The original two-handled cup was destroyed by fire in September 1946 at Lloyd Mangrum’s home country club, Tam O’Shanter, outside of Chicago. The USGA considered replacing it with a new design, but opted instead to preserve the look of the original with a full-scale replica on April 24, 1947. This replica remained in service, passed from champion to champion until 1986, when it was permanently retired to the USGA Golf Museum. Today, the U.S. Open champion receives possession of the 1986 full-scale replica.

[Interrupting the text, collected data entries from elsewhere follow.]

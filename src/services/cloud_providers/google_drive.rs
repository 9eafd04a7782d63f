use super::{CloudFile, CloudProvider, CloudTokens};
use crate::config::ClientConfig;
use crate::error::AppError;
use anyhow::{Context, Result, bail};
use async_trait::async_trait;
use bytes::Bytes;
use chrono::{DateTime, Utc};
use reqwest::multipart::{Form, Part};
use serde::Deserialize;

const TOKEN_URL: &str = "https://oauth2.googleapis.com/token";
const UPLOAD_URL: &str = "https://www.googleapis.com/upload/drive/v3/files?uploadType=multipart";
const FILES_URL: &str = "https://www.googleapis.com/drive/v3/files";
const LIST_FIELDS: &str = "files(id,name,mimeType,createdTime,modifiedTime,size)";

pub struct GoogleDriveProvider {
    client: reqwest::Client,
    client_id: String,
    client_secret: String,
    refresh_token: String,
}

#[derive(Debug, Deserialize)]
struct TokenResponse {
    access_token: String,
    expires_in: i64,
}

/// Drive v3 wire format; `size` is an int64 serialized as a JSON string
#[derive(Debug, Deserialize)]
#[serde(rename_all = "camelCase")]
struct DriveFile {
    id: String,
    name: String,
    mime_type: Option<String>,
    size: Option<String>,
    modified_time: Option<DateTime<Utc>>,
}

#[derive(Debug, Deserialize)]
struct DriveFileList {
    #[serde(default)]
    files: Vec<DriveFile>,
}

impl From<DriveFile> for CloudFile {
    fn from(file: DriveFile) -> Self {
        Self {
            id: file.id,
            name: file.name,
            mime_type: file.mime_type,
            size: file.size.and_then(|s| s.parse().ok()),
            modified_at: file.modified_time,
        }
    }
}

impl GoogleDriveProvider {
    pub fn new(client_id: String, client_secret: String, refresh_token: String) -> Self {
        Self {
            client: reqwest::Client::new(),
            client_id,
            client_secret,
            refresh_token,
        }
    }

    pub fn from_config(config: &ClientConfig) -> Result<Self, AppError> {
        let client_id = config.google_client_id.clone().ok_or_else(|| {
            AppError::Config("GOOGLE_CLIENT_ID must be set for cloud backup".to_string())
        })?;
        let client_secret = config.google_client_secret.clone().ok_or_else(|| {
            AppError::Config("GOOGLE_CLIENT_SECRET must be set for cloud backup".to_string())
        })?;
        let refresh_token = config.google_refresh_token.clone().ok_or_else(|| {
            AppError::Config("GOOGLE_REFRESH_TOKEN must be set for cloud backup".to_string())
        })?;
        Ok(Self::new(client_id, client_secret, refresh_token))
    }
}

#[async_trait]
impl CloudProvider for GoogleDriveProvider {
    fn provider_id(&self) -> &'static str {
        "google_drive"
    }

    fn display_name(&self) -> &'static str {
        "Google Drive"
    }

    async fn request_token(&self) -> Result<CloudTokens> {
        let params = [
            ("client_id", self.client_id.as_str()),
            ("client_secret", self.client_secret.as_str()),
            ("refresh_token", self.refresh_token.as_str()),
            ("grant_type", "refresh_token"),
        ];

        let response = self
            .client
            .post(TOKEN_URL)
            .form(&params)
            .send()
            .await
            .context("Failed to reach Google token endpoint")?;

        let status = response.status();
        if !status.is_success() {
            let body = response.text().await.unwrap_or_default();
            bail!("Google token endpoint returned {}: {}", status, body.trim());
        }

        let token: TokenResponse = response
            .json()
            .await
            .context("Unexpected Google token response")?;

        Ok(CloudTokens {
            access_token: token.access_token,
            expires_at: Utc::now() + chrono::Duration::seconds(token.expires_in),
        })
    }

    async fn upload_file(
        &self, access_token: &str, file_name: &str, data: Bytes, mime_type: &str,
    ) -> Result<CloudFile> {
        let metadata = serde_json::json!({
            "name": file_name,
            "mimeType": mime_type,
        });

        let form = Form::new()
            .part(
                "metadata",
                Part::text(metadata.to_string()).mime_str(mime::APPLICATION_JSON.as_ref())?,
            )
            .part(
                "file",
                Part::bytes(data.to_vec())
                    .file_name(file_name.to_string())
                    .mime_str(mime_type)?,
            );

        let response = self
            .client
            .post(UPLOAD_URL)
            .bearer_auth(access_token)
            .multipart(form)
            .send()
            .await
            .context("Failed to upload file to Google Drive")?;

        let status = response.status();
        if !status.is_success() {
            let body = response.text().await.unwrap_or_default();
            bail!("Google Drive upload returned {}: {}", status, body.trim());
        }

        let file: DriveFile = response
            .json()
            .await
            .context("Unexpected Google Drive upload response")?;
        Ok(file.into())
    }

    async fn list_files(&self, access_token: &str) -> Result<Vec<CloudFile>> {
        let response = self
            .client
            .get(FILES_URL)
            .query(&[("pageSize", "50"), ("fields", LIST_FIELDS)])
            .bearer_auth(access_token)
            .send()
            .await
            .context("Failed to list Google Drive files")?;

        let status = response.status();
        if !status.is_success() {
            bail!("Google Drive list returned {}", status);
        }

        let list: DriveFileList = response
            .json()
            .await
            .context("Unexpected Google Drive list response")?;
        Ok(list.files.into_iter().map(CloudFile::from).collect())
    }

    async fn download_file(&self, access_token: &str, file_id: &str) -> Result<Bytes> {
        let response = self
            .client
            .get(format!("{}/{}", FILES_URL, file_id))
            .query(&[("alt", "media")])
            .bearer_auth(access_token)
            .send()
            .await
            .context("Failed to download file from Google Drive")?;

        let status = response.status();
        if !status.is_success() {
            bail!("Google Drive download returned {}", status);
        }

        response
            .bytes()
            .await
            .context("Failed to read Google Drive download body")
    }

    async fn delete_file(&self, access_token: &str, file_id: &str) -> Result<()> {
        let response = self
            .client
            .delete(format!("{}/{}", FILES_URL, file_id))
            .bearer_auth(access_token)
            .send()
            .await
            .context("Failed to delete file from Google Drive")?;

        let status = response.status();
        if !status.is_success() {
            bail!("Google Drive delete returned {}", status);
        }
        Ok(())
    }
}
/// Detect a MIME type from file content, falling back to the extension for
/// formats `infer` reports as a generic stream
pub fn detect_mime(bytes: &[u8], filename: &str) -> &'static str {
    if let Some(kind) = infer::get(bytes) {
        return kind.mime_type();
    }

    let extension = filename.split('.').next_back().unwrap_or("").to_lowercase();
    match extension.as_str() {
        "jpg" | "jpeg" => "image/jpeg",
        "png" => "image/png",
        "gif" => "image/gif",
        "webp" => "image/webp",
        "svg" => "image/svg+xml",
        "mp4" => "video/mp4",
        "webm" => "video/webm",
        "mov" => "video/quicktime",
        "mp3" => "audio/mpeg",
        "wav" => "audio/wav",
        "pdf" => "application/pdf",
        "txt" | "md" => "text/plain",
        "html" => "text/html",
        "json" => "application/json",
        _ => "application/octet-stream",
    }
}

The original U.S. Open Trophy is on display at the USGA Golf Museum in Liberty Corner, N.J.
FUTURE U.S. OPENS IN THIS DECADE
June 13-16, 2024: Pinehurst Resort & Country Club (Course No. 2), Village of Pinehurst, N.C.
June 12-15, 2025: Oakmont (Pa.) Country Club
June 18-21, 2026: Shinnecock Hills Golf Club, Southampton, N.Y.
June 17-20, 2027: Pebble Beach (Calif.) Golf Links
June 15-18, 2028: Winged Foot Golf Club (West Course), Mamaroneck, N.Y.
June 14-17, 2029: Pinehurst Resort & Country Club (Course No. 2), Village of Pinehurst, N.C.